Está claro, que el simple hecho de transferir recursos de uno a otro sector no solo no contribuirá a resolver el problema sanitario, sino muy probablemente contribuirá a agravarlo. La educación constituye también una red de contención social capaz de amortiguar los efectos de esta crisis. Por ejemplo, en aspectos tan elementales como la alimentación escolar, que por cierto continuó y aumentó el MINERD, demostrando comprender el sentido de emergencia y la dimensión humana y social que representa la educación. También la contención emocional y humana que los educadores dominicanos han sabido llevar a familias y estudiantes en momentos en que la enfermedad cobra vidas y empleos en sus familias.
Se abre en cambio, la oportunidad para repensar la inversión en educación y salud que hacen los Estados. Tal vez, esta situación esté demostrando que la asignación presupuestal por sectores ha quedado obsoleta y responde a una sociedad que ya no es. Pero, esto es materia de otra Nota de Trabajo.

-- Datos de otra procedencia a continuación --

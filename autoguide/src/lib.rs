//! AUTOGUIDE - unattended guiding from nightly image directories
//!
//! Night controller state machine for a telescope imaging pipeline. Watches
//! the night's data directory, measures each new frame against a reference
//! frame of the same field and sends small corrections to the mount.
//! States: AwaitingDirectory -> AwaitingFirstImage -> WatchingField -> NightOver

use std::collections::HashMap;
use std::path::{Path, PathBuf};
use std::sync::{Arc, Mutex};

pub mod callback;
pub mod clock;
pub mod config;
pub mod error;
pub mod guard;
pub mod mock;
pub mod mount;
pub mod offset;
pub mod process;
pub mod session;
pub mod shift_log;
pub mod shutdown;
pub mod state;
pub mod watcher;

use crate::callback::{CallbackId, GuiderCallback};
use crate::clock::{Clock, SystemClock};
use crate::guard::{CorrectionGuard, CorrectionOutcome, Corrector};
use crate::mount::{mount_from_config, MountControl};
use crate::offset::{OffsetSource, PixelShiftTool};
use crate::session::{resolve_session_date, DirectoryLookup, DirectoryResolver, NightSession};
use crate::shift_log::{LogRecord, ShiftLogger};
use crate::watcher::{newest_image, ImageObservation, ImageWatcher, WatchOutcome};

// Re-export commonly used types for external use
pub use crate::callback::GuiderEvent;
pub use crate::config::GuiderConfig;
pub use crate::error::{GuideError, GuideResult};
pub use crate::shutdown::ShutdownToken;
pub use crate::state::{NightOverReason, NightState, RunOutcome};

/// Result of one state handler: the next state, or `None` when shutdown was
/// requested mid-step
type StepResult = GuideResult<Option<NightState>>;

/// Main night controller state machine
pub struct NightController {
    /// Current state
    state: NightState,
    /// Daemon configuration
    config: GuiderConfig,
    /// Maps wall-clock time to night directories
    resolver: DirectoryResolver,
    /// External correlation tool
    offset_source: Box<dyn OffsetSource + Send>,
    /// Safety ceiling and mount dispatch
    corrector: Corrector,
    /// Wall-clock source
    clock: Arc<dyn Clock>,
    /// Stop flag checked at every polling point
    shutdown: ShutdownToken,
    /// Session in progress, if a directory has been found
    session: Option<NightSession>,
    /// Next directory search targets tomorrow's night
    rollover_requested: bool,
    /// Registered callbacks
    callbacks: Arc<Mutex<HashMap<CallbackId, GuiderCallback>>>,
    /// Next callback ID
    next_callback_id: Arc<Mutex<CallbackId>>,
}

impl NightController {
    /// Create a controller around explicit offset and mount collaborators
    pub fn new(
        config: GuiderConfig,
        offset_source: Box<dyn OffsetSource + Send>,
        mount: Box<dyn MountControl + Send>,
    ) -> Self {
        let corrector = Corrector::new(
            CorrectionGuard::new(config.max_correction),
            mount,
            config.dry_run,
        );
        Self {
            state: NightState::AwaitingDirectory,
            resolver: DirectoryResolver::new(config.base_dir.clone()),
            config,
            offset_source,
            corrector,
            clock: Arc::new(SystemClock),
            shutdown: ShutdownToken::new(),
            session: None,
            rollover_requested: false,
            callbacks: Arc::new(Mutex::new(HashMap::new())),
            next_callback_id: Arc::new(Mutex::new(0)),
        }
    }

    /// Create a controller using the external tool and mount named in `config`
    pub fn from_config(config: GuiderConfig) -> Self {
        let offset_source = Box::new(PixelShiftTool::new(&config.offset_tool));
        let mount = mount_from_config(&config.mount);
        Self::new(config, offset_source, mount)
    }

    /// Use a different clock (tests pin the time of night)
    pub fn with_clock(mut self, clock: Arc<dyn Clock>) -> Self {
        self.clock = clock;
        self
    }

    /// Share a shutdown token with a signal handler or test
    pub fn with_shutdown(mut self, shutdown: ShutdownToken) -> Self {
        self.shutdown = shutdown;
        self
    }

    /// Register a callback for controller events
    pub fn register_callback<F>(&self, callback: F) -> CallbackId
    where
        F: Fn(&GuiderEvent) + Send + Sync + 'static,
    {
        let mut callbacks = self.callbacks.lock().unwrap();
        let mut next_id = self.next_callback_id.lock().unwrap();

        let callback_id = *next_id;
        *next_id += 1;

        callbacks.insert(callback_id, Arc::new(callback));
        callback_id
    }

    /// Deregister a callback
    pub fn deregister_callback(&self, callback_id: CallbackId) -> bool {
        let mut callbacks = self.callbacks.lock().unwrap();
        callbacks.remove(&callback_id).is_some()
    }

    /// Get the number of registered callbacks
    pub fn callback_count(&self) -> usize {
        self.callbacks.lock().unwrap().len()
    }

    /// Emit an event to all registered callbacks
    fn emit_event(&self, event: &GuiderEvent) {
        let callbacks = self.callbacks.lock().unwrap();
        for callback in callbacks.values() {
            callback(event);
        }
    }

    /// Get the current state
    pub fn state(&self) -> &NightState {
        &self.state
    }

    /// Session in progress, if any
    pub fn session(&self) -> Option<&NightSession> {
        self.session.as_ref()
    }

    /// Whether the next directory search targets tomorrow's night
    pub fn rollover_requested(&self) -> bool {
        self.rollover_requested
    }

    pub fn config(&self) -> &GuiderConfig {
        &self.config
    }

    /// Run nights back to back until shutdown
    ///
    /// Returns `Err(GuideError::NoImagesTonight)` when a fresh night produces no
    /// image within the idle timeout; that is the only way the loop gives up.
    pub fn run(&mut self) -> GuideResult<RunOutcome> {
        loop {
            if self.shutdown.is_triggered() {
                log::info!("Shutdown requested, stopping guider");
                return Ok(RunOutcome::Shutdown);
            }
            match self.step()? {
                Some(next) => self.state = next,
                None => {
                    log::info!("Shutdown requested, stopping guider");
                    return Ok(RunOutcome::Shutdown);
                }
            }
        }
    }

    /// Execute the handler for the current state once
    fn step(&mut self) -> StepResult {
        use NightState::*;

        match self.state.clone() {
            AwaitingDirectory => self.handle_awaiting_directory(),
            AwaitingFirstImage => self.handle_awaiting_first_image(),
            WatchingField => self.handle_watching_field(),
            NightOver { reason } => {
                log::info!("Session over ({reason}), looking for a data directory");
                Ok(Some(AwaitingDirectory))
            }
        }
    }

    /// Poll for the night directory with backoff
    fn handle_awaiting_directory(&mut self) -> StepResult {
        let mut delay = self.config.directory_initial_backoff();
        log::debug!(
            "Searching for night directories under {}",
            self.resolver.base_dir().display()
        );

        loop {
            if !self.shutdown.sleep(delay) {
                return Ok(None);
            }

            let date = resolve_session_date(self.clock.local_now(), self.rollover_requested);
            match self.resolver.lookup(date) {
                DirectoryLookup::Found(path) => {
                    log::info!("Found data directory: {}", path.display());
                    // The request is spent once the target night is reached
                    self.rollover_requested = false;
                    self.session = Some(NightSession::new(date, path.clone()));
                    self.emit_event(&GuiderEvent::DirectoryFound { date, path });
                    return Ok(Some(NightState::AwaitingFirstImage));
                }
                DirectoryLookup::NotFound(path) => {
                    log::info!(
                        "[{}] No data directory yet at {}",
                        self.clock.utc_now().format("%Y-%m-%d %H:%M:%S"),
                        path.display()
                    );
                    delay = self.config.directory_retry_backoff();
                }
            }
        }
    }

    /// Pick the newest image as reference, waiting for one if the night is empty
    fn handle_awaiting_first_image(&mut self) -> StepResult {
        let Some(directory) = self.session_directory() else {
            return Ok(Some(NightState::AwaitingDirectory));
        };
        let watcher = self.watcher_for(directory);

        let existing = watcher.images()?;
        let (reference, image_count) = match newest_image(&existing) {
            // Count from the same listing so no image slips into the baseline unseen
            Some(newest) => (newest, existing.len()),
            None => {
                log::info!(
                    "No images yet in {}, waiting up to {:.0}s for the first",
                    watcher.directory().display(),
                    self.config.idle_timeout_secs
                );
                match watcher.wait_for_image(None, 0)? {
                    WatchOutcome::NewImage(image) | WatchOutcome::NewFieldDetected(image) => {
                        (image, watcher.image_count()?)
                    }
                    WatchOutcome::TimedOut => {
                        log::error!("No images all night, quitting");
                        return Err(GuideError::NoImagesTonight {
                            waited: self.config.idle_timeout(),
                        });
                    }
                    WatchOutcome::Shutdown => return Ok(None),
                }
            }
        };

        log::info!(
            "Reference image {} (field {}, {image_count} images on disk)",
            reference.name,
            reference.field_identifier
        );
        self.emit_event(&GuiderEvent::ReferenceSelected {
            name: reference.name.clone(),
            field: reference.field_identifier.clone(),
            image_count,
        });
        if let Some(session) = self.session.as_mut() {
            session.reference_image = Some(reference);
            session.image_count_at_reference = image_count;
        }
        Ok(Some(NightState::WatchingField))
    }

    /// Wait for the next image of the field and guide on it
    fn handle_watching_field(&mut self) -> StepResult {
        let Some((directory, reference, baseline)) = self.session.as_ref().and_then(|session| {
            session.reference_image.clone().map(|reference| {
                (
                    session.data_directory.clone(),
                    reference,
                    session.image_count_at_reference,
                )
            })
        }) else {
            return Ok(Some(NightState::AwaitingFirstImage));
        };
        let watcher = self.watcher_for(directory.clone());

        match watcher.wait_for_image(Some(&reference.field_identifier), baseline)? {
            WatchOutcome::Shutdown => Ok(None),
            WatchOutcome::TimedOut => Ok(Some(self.end_session(NightOverReason::IdleTimeout))),
            WatchOutcome::NewFieldDetected(_) => {
                Ok(Some(self.end_session(NightOverReason::FieldChange)))
            }
            WatchOutcome::NewImage(check) => {
                let outcome = self.guide_on(&reference, &check, &directory);

                let image_count = watcher.image_count()?;
                if let Some(session) = self.session.as_mut() {
                    session.image_count_at_reference = image_count;
                }

                if matches!(outcome, Some(CorrectionOutcome::DispatchFailed(_))) {
                    Ok(Some(self.end_session(NightOverReason::DispatchFailed)))
                } else {
                    Ok(Some(NightState::WatchingField))
                }
            }
        }
    }

    /// Measure, guard, dispatch and log one check image
    ///
    /// Returns `None` when the offset could not be measured.
    fn guide_on(
        &mut self,
        reference: &ImageObservation,
        check: &ImageObservation,
        directory: &Path,
    ) -> Option<CorrectionOutcome> {
        if self.config.verbose {
            log::info!("REF: {} CHECK: {}", reference.name, check.name);
        }

        let offset = match self.offset_source.measure(&check.path, &reference.path) {
            Ok(offset) => offset,
            Err(e) => {
                log::warn!("Error calculating offset, skipping correction: {e}");
                self.emit_event(&GuiderEvent::OffsetFailed {
                    check: check.name.clone(),
                    error: e.to_string(),
                });
                return None;
            }
        };

        let measurement = self.corrector.guard().assess(offset);
        let outcome = self.corrector.correct(&measurement);

        if outcome.should_log() {
            let record = LogRecord {
                timestamp: self.clock.utc_now(),
                reference: reference.name.clone(),
                check: check.name.clone(),
                dx: measurement.dx,
                dy: measurement.dy,
            };
            let logger = ShiftLogger::new(self.config.log_path_in(directory));
            if let Err(e) = logger.append(&record) {
                log::error!("Failed to write shift log {}: {e}", logger.path().display());
            }
            self.emit_event(&GuiderEvent::CorrectionApplied {
                reference: record.reference,
                check: record.check,
                dx: measurement.dx,
                dy: measurement.dy,
                simulated: self.corrector.is_dry_run(),
            });
        } else if matches!(outcome, CorrectionOutcome::Rejected) {
            self.emit_event(&GuiderEvent::CorrectionRejected {
                check: check.name.clone(),
                dx: measurement.dx,
                dy: measurement.dy,
            });
        }

        Some(outcome)
    }

    /// Close the current session and decide which night to look for next
    fn end_session(&mut self, reason: NightOverReason) -> NightState {
        if reason.ends_night() {
            // Before noon the night is still "now"; after noon move on to tomorrow
            self.rollover_requested = !self.clock.is_am();
        }
        let field = self
            .session
            .as_ref()
            .and_then(NightSession::field)
            .unwrap_or("none");
        log::info!(
            "Breaking back to directory search from field {field} ({reason}, next night: {})",
            if self.rollover_requested { "tomorrow" } else { "current" }
        );
        self.session = None;
        self.emit_event(&GuiderEvent::NightOver {
            reason,
            rollover_requested: self.rollover_requested,
        });
        NightState::NightOver { reason }
    }

    fn session_directory(&self) -> Option<PathBuf> {
        self.session
            .as_ref()
            .map(|session| session.data_directory.clone())
    }

    fn watcher_for(&self, directory: PathBuf) -> ImageWatcher {
        ImageWatcher::new(
            &self.config,
            directory,
            self.clock.clone(),
            self.shutdown.clone(),
        )
    }
}
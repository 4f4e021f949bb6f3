use std::process::ExitStatus;
use std::time::Duration;
use thiserror::Error;

/// Errors produced by the night controller and its filesystem plumbing.
#[derive(Error, Debug)]
pub enum GuideError {
    /// No image appeared within the idle timeout on a fresh night start.
    #[error("no images arrived within {:.1}s of the night starting", .waited.as_secs_f64())]
    NoImagesTonight {
        /// Idle timeout that elapsed.
        waited: Duration,
    },

    /// Filesystem error while scanning a session directory.
    #[error("I/O error: {0}")]
    Io(#[from] std::io::Error),

    /// The configured image pattern could not be compiled.
    #[error("invalid image pattern: {0}")]
    Glob(#[from] glob::PatternError),

    /// Configuration validation failure.
    #[error("invalid configuration: {0}")]
    InvalidConfig(String),

    /// Configuration file could not be parsed.
    #[error("failed to parse configuration file: {0}")]
    ConfigFile(#[from] serde_json::Error),
}

/// Errors from the external correlation tool. All of them skip one cycle.
#[derive(Error, Debug)]
pub enum OffsetError {
    /// The tool could not be started.
    #[error("failed to launch offset tool: {0}")]
    Spawn(#[source] std::io::Error),

    /// The tool exited non-zero.
    #[error("offset tool exited with {status}: {output}")]
    Failed {
        /// Exit status reported by the OS.
        status: ExitStatus,
        /// Captured stdout followed by stderr.
        output: String,
    },

    /// The tool did not finish in time and was killed.
    #[error("offset tool did not finish within {:.1}s", .0.as_secs_f64())]
    TimedOut(Duration),

    /// Stdout did not start with two floating point numbers.
    #[error("could not parse offsets from tool output {output:?}")]
    Parse {
        /// Raw stdout of the tool.
        output: String,
    },
}

/// Errors from the mount-control interface. Any of them ends the night.
#[derive(Error, Debug)]
pub enum MountError {
    /// The guide command could not be started.
    #[error("failed to launch guide command: {0}")]
    Spawn(#[source] std::io::Error),

    /// The guide command exited non-zero.
    #[error("guide command exited with {status}: {output}")]
    Failed {
        /// Exit status reported by the OS.
        status: ExitStatus,
        /// Captured stdout followed by stderr.
        output: String,
    },

    /// The guide command did not finish in time and was killed.
    #[error("guide command did not finish within {:.1}s", .0.as_secs_f64())]
    TimedOut(Duration),

    /// The mount refused the correction.
    #[error("mount rejected correction: {0}")]
    Rejected(String),
}

/// Result type for controller operations
pub type GuideResult<T> = Result<T, GuideError>;
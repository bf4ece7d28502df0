//! Quotes and receipts returned by market operations.

use crate::errors::*;
use bondfi_fees::{FeeBreakdown, FeeCut};
use bondfi_types::{Amount, PositionId, TopicId};
use serde::{Deserialize, Serialize};

/// Priced operation: the curve amount, the fee cuts taken on it, and what
/// the caller settles.
///
/// `settled` is paid by the caller on buy, redeem and split, and received by
/// the caller on sell and mortgage.
#[derive(Debug, Clone, PartialEq, Eq, Serialize, Deserialize)]
pub struct Quote {
    pub curve_amount: Amount,
    pub fees: Vec<FeeCut>,
    pub total_fees: Amount,
    pub settled: Amount,
}

impl Quote {
    pub(crate) fn from_breakdown(breakdown: FeeBreakdown) -> Result<Self> {
        let settled = breakdown.settled_amount()?;
        Ok(Self {
            curve_amount: breakdown.curve_amount,
            total_fees: breakdown.total_fees(),
            fees: breakdown.cuts,
            settled,
        })
    }

    pub(crate) fn without_fees(curve_amount: Amount) -> Self {
        Self {
            curve_amount,
            fees: Vec::new(),
            total_fees: 0,
            settled: curve_amount,
        }
    }
}

/// Outcome of opening or adding to a mortgage
#[derive(Debug, Clone, PartialEq, Eq, Serialize, Deserialize)]
pub struct MortgageReceipt {
    pub position_id: PositionId,
    pub topic: TopicId,
    /// Tokens locked by this call
    pub added: Amount,
    /// Position amount after the call
    pub position_amount: Amount,
    pub quote: Quote,
}

impl MortgageReceipt {
    /// Pay amount sent to the borrower.
    pub fn payout(&self) -> Amount {
        self.quote.settled
    }
}

/// Outcome of splitting a position
#[derive(Debug, Clone, PartialEq, Eq, Serialize, Deserialize)]
pub struct SplitReceipt {
    pub source_id: PositionId,
    pub new_id: PositionId,
    /// Amount left in the source position
    pub remaining: Amount,
    /// Amount moved into the new position
    pub amount: Amount,
    pub cost: Amount,
}
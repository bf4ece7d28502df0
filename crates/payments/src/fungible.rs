//! Fungible-asset rail

use crate::errors::*;
use crate::{CallBudget, PaymentRail, PayLedger};
use bondfi_types::{AccountId, Amount, CallContext, RailKind};
use tracing::debug;

#[derive(Debug, Clone)]
pub struct FungibleRail {
    asset: String,
}

impl FungibleRail {
    pub fn new(asset: impl Into<String>) -> Self {
        Self {
            asset: asset.into(),
        }
    }

    pub fn asset(&self) -> &str {
        &self.asset
    }
}

impl PaymentRail for FungibleRail {
    fn kind(&self) -> RailKind {
        RailKind::Fungible {
            asset: self.asset.clone(),
        }
    }

    fn open_call(
        &self,
        _bank: &mut PayLedger,
        _market: &AccountId,
        call: &CallContext,
    ) -> Result<CallBudget> {
        if call.value > 0 {
            return Err(PaymentError::UnexpectedValue(call.value));
        }
        Ok(CallBudget::new(call.caller, 0))
    }

    fn pull(
        &self,
        bank: &mut PayLedger,
        market: &AccountId,
        budget: &mut CallBudget,
        amount: Amount,
    ) -> Result<()> {
        if amount == 0 {
            return Ok(());
        }
        // check both before touching either, so a failure never half-applies
        let allowance = bank.allowance(&budget.payer, market);
        if allowance < amount {
            return Err(PaymentError::InsufficientAllowance {
                needed: amount,
                allowance,
            });
        }
        let available = bank.balance_of(&budget.payer);
        if available < amount {
            return Err(PaymentError::InsufficientBalance {
                account: budget.payer,
                needed: amount,
                available,
            });
        }

        bank.spend_allowance(&budget.payer, market, amount)?;
        bank.transfer(&budget.payer, market, amount)?;
        budget.pulled = budget.pulled.checked_add(amount).ok_or(PaymentError::Overflow)?;
        debug!(
            target: "payments",
            "Pulled {} {} from {}",
            amount,
            self.asset,
            budget.payer
        );
        Ok(())
    }

    fn close_call(
        &self,
        _bank: &mut PayLedger,
        _market: &AccountId,
        _budget: CallBudget,
    ) -> Result<Amount> {
        Ok(0)
    }
}
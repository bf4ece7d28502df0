//! Topic market and mortgage engine for one app.
//!
//! Every mutating call takes the market's write lock and journals its writes
//! to the token books, positions and pay ledger. The journal is committed
//! only if the whole call succeeds and rolled back otherwise, so a call costs
//! what it touches. Inside a call the order is checks, then effects on
//! supply, balances and positions, then payment interactions (pulls, fee
//! pushes, payouts, refund). Events are buffered per call and appended to the
//! log on commit.

use crate::audit::{MarketSnapshot, SupplyAudit, TopicSnapshot};
use crate::errors::*;
use crate::events::MarketEvent;
use crate::quote::{MortgageReceipt, Quote, SplitReceipt};
use crate::registry::{AppRegistry, TopicConfig};
use bondfi_curve::{build_curve, Curve};
use bondfi_fees::{FeeOperation, FeeSchedule};
use bondfi_ledger::{
    InMemoryPositionRegistry, InMemoryTokenLedger, LedgerError, Position, PositionInfo,
    PositionStore, TokenLedger,
};
use bondfi_payments::{build_rail, CallBudget, PayLedger, PaymentRail};
use bondfi_types::{
    market_account_id, AccountId, Amount, AppConfig, AppId, CallContext, NftOwnerSplit,
    PositionId, TopicId,
};
use parking_lot::{Mutex, RwLock};
use std::sync::Arc;
use tracing::{debug, info, warn};

// =============================================================================
// STATE
// =============================================================================

#[derive(Debug, Default)]
struct MarketState {
    tokens: InMemoryTokenLedger,
    positions: InMemoryPositionRegistry,
    bank: PayLedger,
    /// Events of the call in progress
    pending: Vec<MarketEvent>,
}

impl MarketState {
    fn begin(&mut self) {
        self.tokens.begin();
        self.positions.begin();
        self.bank.begin();
        self.pending.clear();
    }

    fn commit(&mut self) -> Vec<MarketEvent> {
        self.tokens.commit();
        self.positions.commit();
        self.bank.commit();
        std::mem::take(&mut self.pending)
    }

    fn rollback(&mut self) {
        self.tokens.rollback();
        self.positions.rollback();
        self.bank.rollback();
        self.pending.clear();
    }

    fn ensure_book(&mut self, topic: &TopicId) -> Result<()> {
        if !self.tokens.contains_topic(topic) {
            self.tokens.create_topic(topic)?;
        }
        Ok(())
    }

    /// Supply of a registered topic; a topic without a book yet has none.
    fn supply(&self, topic: &TopicId) -> Amount {
        self.tokens.total_supply(topic).unwrap_or(0)
    }

    fn position(&self, id: PositionId) -> Result<&Position> {
        self.positions.get(id).map_err(|err| match err {
            LedgerError::PositionNotFound(id) => MarketError::PositionNotFound(id),
            other => MarketError::Ledger(other),
        })
    }
}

Estamos frente a una verdadera encrucijada. Son momentos regidos por la incertidumbre. En tiempos como estos, de duda y confusión, el mandato es apegarse a los principios. Por eso hay que blindar a la educación. Por eso hay que defenderla como trinchera frente a los falsos dilemas. También de los graves diagnósticos; de los males endémicos y de los académicos; del rufián caballero y de los oportunistas. Defenderla, como una certidumbre al igual que a la alegría.